◆ EXERCISE DETAILS
From the records below, return every line containing the word "repository".

◆ EXERCISE DATA
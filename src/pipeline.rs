use std::path::{Path, PathBuf};

use tracing::info;

use crate::catalog::CatalogPage;
use crate::crawler::{PageScraper, ScrapeError};
use crate::output::{output_path, write_products};
use crate::session::BrowserSession;

/// What one catalog page produced
#[derive(Debug, Clone)]
pub struct PageSummary {
    pub key: &'static str,
    pub path: PathBuf,
    pub products: usize,
}

/// Scrape every page in order and write `<key>.csv` for each.
///
/// Stops at the first failure. Pages already written stay on disk; the failing
/// page gets no file.
pub async fn run<S: BrowserSession>(
    scraper: &PageScraper<'_, S>,
    pages: &[CatalogPage],
    output_dir: &Path,
) -> Result<Vec<PageSummary>, ScrapeError> {
    let mut summaries = Vec::with_capacity(pages.len());

    for page in pages {
        let products = scraper.scrape_catalog_page(&page.url).await?;

        let path = output_path(output_dir, page.key);
        write_products(&path, &products).map_err(|source| ScrapeError::Output {
            path: path.clone(),
            source,
        })?;
        info!("💾 [{}] {} products saved to {}", page.key, products.len(), path.display());

        summaries.push(PageSummary {
            key: page.key,
            path,
            products: products.len(),
        });
    }

    Ok(summaries)
}
use once_cell::sync::Lazy;

pub const BASE_URL: &str = "https://webscraper.io/";

/// A catalog page and the key its CSV file is named after
#[derive(Debug, Clone, PartialEq, Eq)]
pub struct CatalogPage {
    pub key: &'static str,
    pub url: String,
}

/// The six demo pages, in scrape order.
pub static CATALOG_PAGES: Lazy<Vec<CatalogPage>> = Lazy::new(|| {
    [
        ("home", "test-sites/e-commerce/more/"),
        ("computers", "test-sites/e-commerce/more/computers"),
        ("laptops", "test-sites/e-commerce/more/computers/laptops"),
        ("tablets", "test-sites/e-commerce/more/computers/tablets"),
        ("phones", "test-sites/e-commerce/more/phones"),
        ("touch", "test-sites/e-commerce/more/phones/touch"),
    ]
    .into_iter()
    .map(|(key, path)| CatalogPage {
        key,
        url: format!("{}{}", BASE_URL, path),
    })
    .collect()
});
use std::ffi::OsStr;
use std::sync::Arc;
use std::time::Duration;

use headless_chrome::protocol::cdp::DOM::NodeId;
use headless_chrome::{Browser, Element, LaunchOptions, Tab};
use serde_json::{json, Value};
use tracing::{debug, info, warn};

use crate::config::ScraperConfig;
use crate::session::{BrowserSession, SessionError};

const COUNT_MATCHES_JS: &str = "function(selector) { return this.querySelectorAll(selector).length; }";

// Attached to the document and laid out with a visible style.
const IS_DISPLAYED_JS: &str = r#"
    function() {
        if (!this.isConnected) return false;
        const style = window.getComputedStyle(this);
        if (style.display === 'none' || style.visibility === 'hidden') return false;
        return this.offsetParent !== null || style.position === 'fixed';
    }
"#;

const GET_ATTRIBUTE_JS: &str = "function(name) { return this.getAttribute(name); }";

/// DOM node handle; re-bound to the tab whenever it is used
#[derive(Debug)]
pub struct ChromeNode {
    node_id: NodeId,
    selector: String,
}

/// One headless Chrome process with a single tab.
///
/// Dropping the session closes the tab and shuts Chrome down, so the browser is
/// released exactly once however the run ends.
pub struct ChromeSession {
    // Kept alive for the lifetime of the tab; dropping it kills the process.
    _browser: Browser,
    tab: Arc<Tab>,
}

impl ChromeSession {
    pub fn launch(config: &ScraperConfig) -> Result<Self, SessionError> {
        let mut args = vec![
            OsStr::new("--no-sandbox"),
            OsStr::new("--disable-dev-shm-usage"),
            OsStr::new("--disable-infobars"),
            OsStr::new("--window-position=0,0"),
        ];
        if config.headless {
            // Use modern headless mode
            args.push(OsStr::new("--headless=new"));
        }

        info!(
            "🌐 Launching Chrome (headless: {}, window: {}x{})",
            config.headless, config.window_size.0, config.window_size.1
        );
        let browser = Browser::new(LaunchOptions {
            headless: false, // headless is driven by the args above
            window_size: Some(config.window_size),
            idle_browser_timeout: Duration::from_secs(300),
            args,
            ..Default::default()
        })
        .map_err(|e| SessionError::Browser(format!("failed to launch Chrome: {}", e)))?;

        let tab = browser.new_tab().map_err(browser_error)?;
        tab.set_default_timeout(config.element_timeout);

        Ok(Self { _browser: browser, tab })
    }

    fn bind(&self, node: &ChromeNode) -> Result<Element<'_>, SessionError> {
        Element::new(&self.tab, node.node_id).map_err(|_| SessionError::not_found(&node.selector))
    }

    fn count_in_document(&self, selector: &str) -> Result<u64, SessionError> {
        let expression = format!("document.querySelectorAll({}).length", Value::from(selector));
        let result = self.tab.evaluate(&expression, false).map_err(browser_error)?;
        Ok(result.value.as_ref().and_then(Value::as_u64).unwrap_or(0))
    }

    fn call(&self, element: &Element<'_>, function: &str, args: Vec<Value>) -> Result<Option<Value>, SessionError> {
        element
            .call_js_fn(function, args, false)
            .map(|remote| remote.value)
            .map_err(browser_error)
    }
}

impl BrowserSession for ChromeSession {
    type Element = ChromeNode;

    fn navigate(&self, url: &str) -> Result<(), SessionError> {
        debug!("Navigating to: {}", url);
        let navigation_error = |e: anyhow::Error| SessionError::Navigation {
            url: url.to_string(),
            reason: e.to_string(),
        };
        self.tab.navigate_to(url).map_err(navigation_error)?;
        self.tab.wait_until_navigated().map_err(navigation_error)?;
        Ok(())
    }

    fn find_elements(&self, selector: &str) -> Result<Vec<ChromeNode>, SessionError> {
        // The tab's own lookup errors on zero matches; an empty page is not an error here.
        if self.count_in_document(selector)? == 0 {
            return Ok(Vec::new());
        }
        let elements = self.tab.find_elements(selector).map_err(browser_error)?;
        Ok(elements
            .iter()
            .map(|el| ChromeNode {
                node_id: el.node_id,
                selector: selector.to_string(),
            })
            .collect())
    }

    fn find_children(&self, parent: &ChromeNode, selector: &str) -> Result<Vec<ChromeNode>, SessionError> {
        let element = self.bind(parent)?;
        let matches = self
            .call(&element, COUNT_MATCHES_JS, vec![json!(selector)])?
            .as_ref()
            .and_then(Value::as_u64)
            .unwrap_or(0);
        if matches == 0 {
            return Ok(Vec::new());
        }
        let children = element.find_elements(selector).map_err(browser_error)?;
        Ok(children
            .iter()
            .map(|el| ChromeNode {
                node_id: el.node_id,
                selector: format!("{} {}", parent.selector, selector),
            })
            .collect())
    }

    fn is_displayed(&self, node: &ChromeNode) -> Result<bool, SessionError> {
        let element = self.bind(node)?;
        let visible = self.call(&element, IS_DISPLAYED_JS, Vec::new())?;
        Ok(visible.as_ref().and_then(Value::as_bool).unwrap_or(false))
    }

    fn click(&self, node: &ChromeNode) -> Result<(), SessionError> {
        if !self.is_displayed(node)? {
            return Err(SessionError::NotInteractable {
                selector: node.selector.clone(),
            });
        }
        self.bind(node)?.click().map_err(browser_error)?;
        Ok(())
    }

    fn text(&self, node: &ChromeNode) -> Result<String, SessionError> {
        self.bind(node)?.get_inner_text().map_err(browser_error)
    }

    fn attribute(&self, node: &ChromeNode, name: &str) -> Result<Option<String>, SessionError> {
        let element = self.bind(node)?;
        match self.call(&element, GET_ATTRIBUTE_JS, vec![json!(name)])? {
            Some(Value::String(value)) => Ok(Some(value)),
            _ => Ok(None),
        }
    }
}

impl Drop for ChromeSession {
    fn drop(&mut self) {
        info!("🧹 Closing browser session");
        if let Err(e) = self.tab.close(true) {
            warn!("Failed to close tab cleanly: {}", e);
        }
    }
}

fn browser_error(e: anyhow::Error) -> SessionError {
    SessionError::Browser(e.to_string())
}
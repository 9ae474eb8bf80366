mod catalog;
mod chrome;
mod config;
mod crawler;
mod extract;
#[cfg(test)]
mod fixture;
mod models;
mod output;
mod pipeline;
mod session;

use anyhow::Context;
use dotenv::dotenv;
use tracing::{info, info_span, Instrument};
use uuid::Uuid;

use crate::catalog::CATALOG_PAGES;
use crate::chrome::ChromeSession;
use crate::config::ScraperConfig;
use crate::crawler::PageScraper;

#[tokio::main]
async fn main() -> anyhow::Result<()> {
    dotenv().ok();
    tracing_subscriber::fmt::init();

    let config = ScraperConfig::from_env();
    let run_id = Uuid::new_v4();

    run(&config)
        .instrument(info_span!("scrape_run", %run_id))
        .await
}

async fn run(config: &ScraperConfig) -> anyhow::Result<()> {
    info!("🚀 Scraping {} catalog pages into {}", CATALOG_PAGES.len(), config.output_dir.display());

    // Closes Chrome on drop
    let session = ChromeSession::launch(config).context("could not start the browser session")?;
    let scraper = PageScraper::new(&session, config);

    let summaries = pipeline::run(&scraper, &CATALOG_PAGES, &config.output_dir)
        .await
        .context("catalog scrape aborted")?;

    let total: usize = summaries.iter().map(|s| s.products).sum();
    for summary in &summaries {
        info!("{:>10}: {:>4} products -> {}", summary.key, summary.products, summary.path.display());
    }
    info!("✅ Done: {} products across {} files", total, summaries.len());
    Ok(())
}
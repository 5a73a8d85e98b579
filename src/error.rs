/// Error types shared across the crate
///
/// Missing or corrupt persisted data is never an error: the store recovers
/// with defaults and logs it. Deleting an absent photo is not an error
/// either. What remains is bad input to the engine, failed durable writes,
/// and capture payloads we cannot encode.
use thiserror::Error;

/// Malformed input to the calibration engine
#[derive(Debug, Error, PartialEq, Eq)]
pub enum CalibrationError {
    #[error("invalid argument: unknown archetype `{0}` (expected classic, editorial or natural)")]
    UnknownArchetype(String),

    #[error("invalid argument: iteration count must be non-negative, got {0}")]
    InvalidIterationCount(i64),
}

/// Failure inside a storage backend
#[derive(Debug, Error)]
pub enum StorageError {
    #[error("database error: {0}")]
    Database(#[from] rusqlite::Error),

    #[error("I/O error: {0}")]
    Io(#[from] std::io::Error),

    #[error("storage unavailable: {0}")]
    Unavailable(String),
}

/// Errors surfaced by store mutations
#[derive(Debug, Error)]
pub enum StoreError {
    /// The durable write failed. In-memory state keeps the mutation and the
    /// store is marked dirty until a later write succeeds.
    #[error("persistence error: {0}")]
    Persistence(#[from] StorageError),

    #[error("failed to encode record: {0}")]
    Encode(#[from] serde_json::Error),

    #[error("iteration count cannot go back from {current} to {requested} within a calibration session")]
    IterationRegression { current: u32, requested: u32 },
}

/// Errors from turning a raw capture into a stored payload
#[derive(Debug, Error)]
pub enum CaptureError {
    #[error("failed to process captured image: {0}")]
    Image(#[from] image::ImageError),

    #[error("captured image is empty")]
    Empty,
}

/// A persisted record that cannot be read back
///
/// Never surfaced to callers; the store logs it and falls back to defaults.
#[derive(Debug, Error)]
pub enum RecordError {
    #[error("malformed JSON: {0}")]
    Json(#[from] serde_json::Error),

    #[error("record schema version {0} is newer than this build supports")]
    UnsupportedVersion(u64),

    #[error("record schema version is not a number")]
    MalformedVersion,

    #[error("record has an unexpected shape")]
    Shape,
}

◆ TASK RESULT
repository 9ae474eb8bf80366
repository 5a73a8d85e98b579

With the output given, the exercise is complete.